## Exercise instructions
In the entries below, count the lines that hold the string "Option" and state only that count.

## Exercise data
────
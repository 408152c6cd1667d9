//! # stratus
//!
//! A small, in-memory, read-only query server for daily weather observations.
//!
//! A delimited observation file is loaded once at startup into an immutable
//! [`Store`] and served through a single `/query` endpoint.
//!
//! ## Architecture
//!
//! - **Data Layer**: decodes the file and builds the store with its date and
//!   weather indexes
//! - **Query Layer**: validates raw query strings into a [`QueryRequest`] and
//!   resolves them against the indexes
//! - **API Layer**: exposes the query engine over HTTP with JSON responses
//!
//! ```
//! use stratus::{Resolution, Store};
//!
//! let (store, _stats) = Store::from_rows([
//!     ["date", "precipitation", "temp_max", "temp_min", "wind", "weather"],
//!     ["2020-01-01", "0", "10", "5", "2", "rain"],
//!     ["2020-01-02", "0", "12", "6", "1", "sun"],
//! ]);
//!
//! let result = store.query("weather=rain&limit=1").unwrap();
//! assert_eq!(result.len(), 1);
//! assert_eq!(store.query("date=2020-01-03").unwrap(), Resolution::Empty);
//! ```

pub mod config;
pub mod data_loader;
pub mod error;
pub mod handlers;
pub mod logging;
pub mod query;
pub mod record;
pub mod resolver;
pub mod state;
pub mod store;

pub use config::Config;
pub use error::{Result, StratusError};
pub use logging::{
    create_http_trace_layer, generate_request_id, init_tracing, log_data_load_stats, log_error,
    log_operation_end, log_request_error,
};
pub use query::{DateFilter, QueryError, QueryRequest};
pub use record::{Record, RowError};
pub use resolver::Resolution;
pub use state::AppState;
pub use store::{DateSpan, LoadStats, Store, StoreBuilder};
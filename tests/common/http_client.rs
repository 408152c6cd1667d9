//! HTTP client utilities for testing.
//!
//! This module provides helper functions for making HTTP requests to the stratus server during tests.

use reqwest::{Client, Response, StatusCode, Url};
use serde::de::DeserializeOwned;
use std::error::Error;
use std::net::SocketAddr;
use std::time::Duration;

/// Default timeout for HTTP requests
const DEFAULT_TIMEOUT: Duration = Duration::from_secs(5);

/// Create a default test client
pub fn create_test_client() -> Client {
    Client::builder()
        .timeout(DEFAULT_TIMEOUT)
        .build()
        .expect("Failed to build test HTTP client")
}

/// Build a URL for a stratus server endpoint.
///
/// The URL parser percent-encodes `<` and `>` in the query, so operators such
/// as `<=` reach the server encoded and are decoded by the query handler.
pub fn build_url(addr: &SocketAddr, path: &str) -> Url {
    format!("http://{}{}", addr, path)
        .parse()
        .expect("Failed to parse URL")
}

/// Make a GET request to the stratus server
pub async fn get(addr: &SocketAddr, path: &str) -> Result<Response, Box<dyn Error>> {
    let client = create_test_client();
    let url = build_url(addr, path);
    println!("Making request to: {}", url);
    Ok(client.get(url).send().await?)
}

/// Make a GET request and parse the JSON response
pub async fn get_json<T: DeserializeOwned>(
    addr: &SocketAddr,
    path: &str,
) -> Result<T, Box<dyn Error>> {
    let response = get(addr, path).await?;

    if response.status() != StatusCode::OK {
        return Err(format!(
            "Unexpected status code: {}, body: {:?}",
            response.status(),
            response.text().await
        )
        .into());
    }

    Ok(response.json::<T>().await?)
}

#[cfg(test)]
mod tests {
    use super::*;

    #[test]
    fn test_build_url() {
        let addr: SocketAddr = ([127, 0, 0, 1], 8000).into();
        let url = build_url(&addr, "/query?date>=2012-01-01");
        assert_eq!(url.path(), "/query");
        assert!(url.query().unwrap().starts_with("date"));
    }
}
//! Filter resolution against the store indexes.
//!
//! Modes are selected in priority order: single date, date range, weather
//! only, then everything. Every mode preserves its natural ordering (file
//! order, or ascending date for ranges) and honours the limit, except the
//! single-date mode which yields at most one record anyway.

use chrono::NaiveDate;

use crate::query::{DateFilter, QueryError, QueryRequest};
use crate::record::Record;
use crate::store::Store;

/// Outcome of a valid query
#[derive(Debug, Clone, PartialEq)]
pub enum Resolution<'a> {
    /// At least one record matched
    Found(Vec<&'a Record>),
    /// The query was valid but nothing matched
    Empty,
}

impl<'a> Resolution<'a> {
    fn from_records(records: Vec<&'a Record>) -> Self {
        if records.is_empty() {
            Resolution::Empty
        } else {
            Resolution::Found(records)
        }
    }

    /// Matched records; empty for [`Resolution::Empty`]
    pub fn records(&self) -> &[&'a Record] {
        match self {
            Resolution::Found(records) => records,
            Resolution::Empty => &[],
        }
    }

    pub fn len(&self) -> usize {
        self.records().len()
    }

    pub fn is_empty(&self) -> bool {
        matches!(self, Resolution::Empty)
    }
}

impl Store {
    /// Parse a raw query string and resolve it
    pub fn query(&self, raw: &str) -> Result<Resolution<'_>, QueryError> {
        let request = QueryRequest::parse(raw)?;
        Ok(self.resolve(&request))
    }

    /// Resolve a validated request
    pub fn resolve(&self, request: &QueryRequest) -> Resolution<'_> {
        let weather = request.weather.as_deref();
        let limit = request.limit.unwrap_or(usize::MAX);

        let records: Vec<&Record> = match request.date {
            DateFilter::Single { date } => self
                .get_by_date(date)
                .filter(|record| matches_weather(record, weather))
                .into_iter()
                .collect(),
            DateFilter::Range { lower, upper } => self.resolve_range(lower, upper, weather, limit),
            DateFilter::None => match weather {
                Some(weather) => self.by_weather(weather).take(limit).collect(),
                None => self.records().iter().take(limit).collect(),
            },
        };

        Resolution::from_records(records)
    }

    /// Walk the clamped range one day at a time, consulting the date index
    fn resolve_range(
        &self,
        lower: Option<NaiveDate>,
        upper: Option<NaiveDate>,
        weather: Option<&str>,
        limit: usize,
    ) -> Vec<&Record> {
        let Some(span) = self.date_span() else {
            return Vec::new();
        };

        let start = lower.map_or(span.min, |lower| lower.max(span.min));
        let end = upper.map_or(span.max, |upper| upper.min(span.max));
        if start > end {
            return Vec::new();
        }

        start
            .iter_days()
            .take_while(|day| *day <= end)
            .filter_map(|day| self.get_by_date(day))
            .filter(|record| matches_weather(record, weather))
            .take(limit)
            .collect()
    }
}

fn matches_weather(record: &Record, weather: Option<&str>) -> bool {
    weather.map_or(true, |weather| record.weather == weather)
}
────
## Exercise output
4